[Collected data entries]

┄┄┄┄┄┄┄┄┄┄┄┄┄┄┄┄┄┄┄┄

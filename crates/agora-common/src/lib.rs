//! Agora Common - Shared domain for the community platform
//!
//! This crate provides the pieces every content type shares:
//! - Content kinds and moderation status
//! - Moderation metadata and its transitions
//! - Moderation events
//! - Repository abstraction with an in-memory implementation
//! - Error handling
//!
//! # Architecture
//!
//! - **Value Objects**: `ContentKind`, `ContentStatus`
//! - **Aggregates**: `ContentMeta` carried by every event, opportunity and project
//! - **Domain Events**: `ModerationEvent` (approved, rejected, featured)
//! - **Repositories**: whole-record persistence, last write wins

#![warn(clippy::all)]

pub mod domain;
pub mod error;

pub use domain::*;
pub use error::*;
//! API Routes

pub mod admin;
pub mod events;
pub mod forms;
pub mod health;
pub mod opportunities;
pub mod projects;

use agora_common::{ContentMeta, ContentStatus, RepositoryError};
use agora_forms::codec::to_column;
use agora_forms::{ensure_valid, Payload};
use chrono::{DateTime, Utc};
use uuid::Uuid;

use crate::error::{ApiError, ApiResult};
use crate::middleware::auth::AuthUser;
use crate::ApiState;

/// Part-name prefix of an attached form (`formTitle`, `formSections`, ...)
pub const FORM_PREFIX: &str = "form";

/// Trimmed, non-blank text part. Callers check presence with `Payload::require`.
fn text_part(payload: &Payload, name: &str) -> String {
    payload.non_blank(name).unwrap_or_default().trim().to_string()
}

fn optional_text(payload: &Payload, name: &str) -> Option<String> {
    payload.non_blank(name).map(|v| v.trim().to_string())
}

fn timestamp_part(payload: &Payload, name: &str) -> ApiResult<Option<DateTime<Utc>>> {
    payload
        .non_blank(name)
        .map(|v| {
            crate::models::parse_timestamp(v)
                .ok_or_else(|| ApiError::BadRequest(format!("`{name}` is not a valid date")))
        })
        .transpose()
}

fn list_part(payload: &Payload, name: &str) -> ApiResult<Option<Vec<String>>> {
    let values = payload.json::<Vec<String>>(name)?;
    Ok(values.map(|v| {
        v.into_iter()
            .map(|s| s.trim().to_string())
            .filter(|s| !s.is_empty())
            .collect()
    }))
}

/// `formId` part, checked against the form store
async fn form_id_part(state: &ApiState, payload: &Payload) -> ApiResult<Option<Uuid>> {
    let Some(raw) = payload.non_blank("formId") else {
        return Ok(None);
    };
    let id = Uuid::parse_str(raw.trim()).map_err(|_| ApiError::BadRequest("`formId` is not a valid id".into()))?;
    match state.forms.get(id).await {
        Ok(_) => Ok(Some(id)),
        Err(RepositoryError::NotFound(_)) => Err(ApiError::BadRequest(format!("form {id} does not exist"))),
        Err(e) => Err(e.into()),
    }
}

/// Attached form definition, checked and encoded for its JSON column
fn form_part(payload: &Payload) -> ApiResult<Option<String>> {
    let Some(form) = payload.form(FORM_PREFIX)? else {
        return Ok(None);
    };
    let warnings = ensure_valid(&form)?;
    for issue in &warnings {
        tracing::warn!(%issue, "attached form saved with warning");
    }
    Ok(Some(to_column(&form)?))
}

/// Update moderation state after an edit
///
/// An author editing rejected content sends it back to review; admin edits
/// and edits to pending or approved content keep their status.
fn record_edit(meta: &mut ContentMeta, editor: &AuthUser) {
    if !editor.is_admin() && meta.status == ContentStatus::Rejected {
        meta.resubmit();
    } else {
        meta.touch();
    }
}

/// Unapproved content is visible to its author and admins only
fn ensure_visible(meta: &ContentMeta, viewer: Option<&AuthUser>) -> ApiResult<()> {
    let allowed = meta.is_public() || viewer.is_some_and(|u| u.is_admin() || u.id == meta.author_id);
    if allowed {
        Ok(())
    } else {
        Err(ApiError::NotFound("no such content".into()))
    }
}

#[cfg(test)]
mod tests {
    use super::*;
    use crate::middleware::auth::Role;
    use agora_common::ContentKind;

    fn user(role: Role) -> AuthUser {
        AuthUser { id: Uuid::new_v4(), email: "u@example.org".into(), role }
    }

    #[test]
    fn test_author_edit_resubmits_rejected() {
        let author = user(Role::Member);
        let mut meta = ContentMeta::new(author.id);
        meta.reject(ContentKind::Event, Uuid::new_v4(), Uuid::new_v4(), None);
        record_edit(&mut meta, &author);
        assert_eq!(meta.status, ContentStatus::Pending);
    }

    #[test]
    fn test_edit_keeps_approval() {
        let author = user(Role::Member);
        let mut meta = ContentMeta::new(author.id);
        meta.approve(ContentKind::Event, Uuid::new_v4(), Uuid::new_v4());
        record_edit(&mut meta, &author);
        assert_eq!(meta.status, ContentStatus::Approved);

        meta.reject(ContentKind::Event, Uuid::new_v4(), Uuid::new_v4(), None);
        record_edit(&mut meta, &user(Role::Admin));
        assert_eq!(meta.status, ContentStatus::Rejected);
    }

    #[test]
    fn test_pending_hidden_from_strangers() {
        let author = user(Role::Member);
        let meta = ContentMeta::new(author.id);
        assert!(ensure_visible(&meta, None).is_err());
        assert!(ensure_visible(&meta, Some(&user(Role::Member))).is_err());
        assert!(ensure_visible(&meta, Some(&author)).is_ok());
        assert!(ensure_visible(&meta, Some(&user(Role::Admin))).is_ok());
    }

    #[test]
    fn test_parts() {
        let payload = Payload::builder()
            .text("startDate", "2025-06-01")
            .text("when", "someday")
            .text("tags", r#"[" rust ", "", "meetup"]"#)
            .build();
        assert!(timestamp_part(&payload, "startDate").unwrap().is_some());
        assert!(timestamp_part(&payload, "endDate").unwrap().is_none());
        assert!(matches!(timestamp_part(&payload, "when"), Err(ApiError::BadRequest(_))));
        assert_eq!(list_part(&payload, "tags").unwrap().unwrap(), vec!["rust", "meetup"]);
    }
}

┄┄┄┄┄┄┄┄┄┄┄┄┄┄┄┄┄┄┄┄

**What the task asks**
Please reproduce every line shown above, exactly as written.

**Answer below**
filename crates/agora-common/src/lib.rs
//! Agora Common - Shared domain for the community platform
//!
//! This crate provides the pieces every content type shares:
//! - Content kinds and moderation status
//! - Moderation metadata and its transitions
//! - Moderation events
//! - Repository abstraction with an in-memory implementation
//! - Error handling
//!
//! # Architecture
//!
//! - **Value Objects**: `ContentKind`, `ContentStatus`
//! - **Aggregates**: `ContentMeta` carried by every event, opportunity and project
//! - **Domain Events**: `ModerationEvent` (approved, rejected, featured)
//! - **Repositories**: whole-record persistence, last write wins

#![warn(clippy::all)]

pub mod domain;
pub mod error;

pub use domain::*;
pub use error::*;
//! API Routes

pub mod admin;
pub mod events;
pub mod forms;
pub mod health;
pub mod opportunities;
pub mod projects;

use agora_common::{ContentMeta, ContentStatus, RepositoryError};
use agora_forms::codec::to_column;
use agora_forms::{ensure_valid, Payload};
use chrono::{DateTime, Utc};
use uuid::Uuid;

use crate::error::{ApiError, ApiResult};
use crate::middleware::auth::AuthUser;
use crate::ApiState;

/// Part-name prefix of an attached form (`formTitle`, `formSections`, ...)
pub const FORM_PREFIX: &str = "form";

/// Trimmed, non-blank text part. Callers check presence with `Payload::require`.
fn text_part(payload: &Payload, name: &str) -> String {
    payload.non_blank(name).unwrap_or_default().trim().to_string()
}

fn optional_text(payload: &Payload, name: &str) -> Option<String> {
    payload.non_blank(name).map(|v| v.trim().to_string())
}

fn timestamp_part(payload: &Payload, name: &str) -> ApiResult<Option<DateTime<Utc>>> {
    payload
        .non_blank(name)
        .map(|v| {
            crate::models::parse_timestamp(v)
                .ok_or_else(|| ApiError::BadRequest(format!("`{name}` is not a valid date")))
        })
        .transpose()
}

fn list_part(payload: &Payload, name: &str) -> ApiResult<Option<Vec<String>>> {
    let values = payload.json::<Vec<String>>(name)?;
    Ok(values.map(|v| {
        v.into_iter()
            .map(|s| s.trim().to_string())
            .filter(|s| !s.is_empty())
            .collect()
    }))
}

/// `formId` part, checked against the form store
async fn form_id_part(state: &ApiState, payload: &Payload) -> ApiResult<Option<Uuid>> {
    let Some(raw) = payload.non_blank("formId") else {
        return Ok(None);
    };
    let id = Uuid::parse_str(raw.trim()).map_err(|_| ApiError::BadRequest("`formId` is not a valid id".into()))?;
    match state.forms.get(id).await {
        Ok(_) => Ok(Some(id)),
        Err(RepositoryError::NotFound(_)) => Err(ApiError::BadRequest(format!("form {id} does not exist"))),
        Err(e) => Err(e.into()),
    }
}

/// Attached form definition, checked and encoded for its JSON column
fn form_part(payload: &Payload) -> ApiResult<Option<String>> {
    let Some(form) = payload.form(FORM_PREFIX)? else {
        return Ok(None);
    };
    let warnings = ensure_valid(&form)?;
    for issue in &warnings {
        tracing::warn!(%issue, "attached form saved with warning");
    }
    Ok(Some(to_column(&form)?))
}

/// Update moderation state after an edit
///
/// An author editing rejected content sends it back to review; admin edits
/// and edits to pending or approved content keep their status.
fn record_edit(meta: &mut ContentMeta, editor: &AuthUser) {
    if !editor.is_admin() && meta.status == ContentStatus::Rejected {
        meta.resubmit();
    } else {
        meta.touch();
    }
}

/// Unapproved content is visible to its author and admins only
fn ensure_visible(meta: &ContentMeta, viewer: Option<&AuthUser>) -> ApiResult<()> {
    let allowed = meta.is_public() || viewer.is_some_and(|u| u.is_admin() || u.id == meta.author_id);
    if allowed {
        Ok(())
    } else {
        Err(ApiError::NotFound("no such content".into()))
    }
}

#[cfg(test)]
mod tests {
    use super::*;
    use crate::middleware::auth::Role;
    use agora_common::ContentKind;

    fn user(role: Role) -> AuthUser {
        AuthUser { id: Uuid::new_v4(), email: "u@example.org".into(), role }
    }

    #[test]
    fn test_author_edit_resubmits_rejected() {
        let author = user(Role::Member);
        let mut meta = ContentMeta::new(author.id);
        meta.reject(ContentKind::Event, Uuid::new_v4(), Uuid::new_v4(), None);
        record_edit(&mut meta, &author);
        assert_eq!(meta.status, ContentStatus::Pending);
    }

    #[test]
    fn test_edit_keeps_approval() {
        let author = user(Role::Member);
        let mut meta = ContentMeta::new(author.id);
        meta.approve(ContentKind::Event, Uuid::new_v4(), Uuid::new_v4());
        record_edit(&mut meta, &author);
        assert_eq!(meta.status, ContentStatus::Approved);

        meta.reject(ContentKind::Event, Uuid::new_v4(), Uuid::new_v4(), None);
        record_edit(&mut meta, &user(Role::Admin));
        assert_eq!(meta.status, ContentStatus::Rejected);
    }

    #[test]
    fn test_pending_hidden_from_strangers() {
        let author = user(Role::Member);
        let meta = ContentMeta::new(author.id);
        assert!(ensure_visible(&meta, None).is_err());
        assert!(ensure_visible(&meta, Some(&user(Role::Member))).is_err());
        assert!(ensure_visible(&meta, Some(&author)).is_ok());
        assert!(ensure_visible(&meta, Some(&user(Role::Admin))).is_ok());
    }

    #[test]
    fn test_parts() {
        let payload = Payload::builder()
            .text("startDate", "2025-06-01")
            .text("when", "someday")
            .text("tags", r#"[" rust ", "", "meetup"]"#)
            .build();
        assert!(timestamp_part(&payload, "startDate").unwrap().is_some());
        assert!(timestamp_part(&payload, "endDate").unwrap().is_none());
        assert!(matches!(timestamp_part(&payload, "when"), Err(ApiError::BadRequest(_))));
        assert_eq!(list_part(&payload, "tags").unwrap().unwrap(), vec!["rust", "meetup"]);
    }
}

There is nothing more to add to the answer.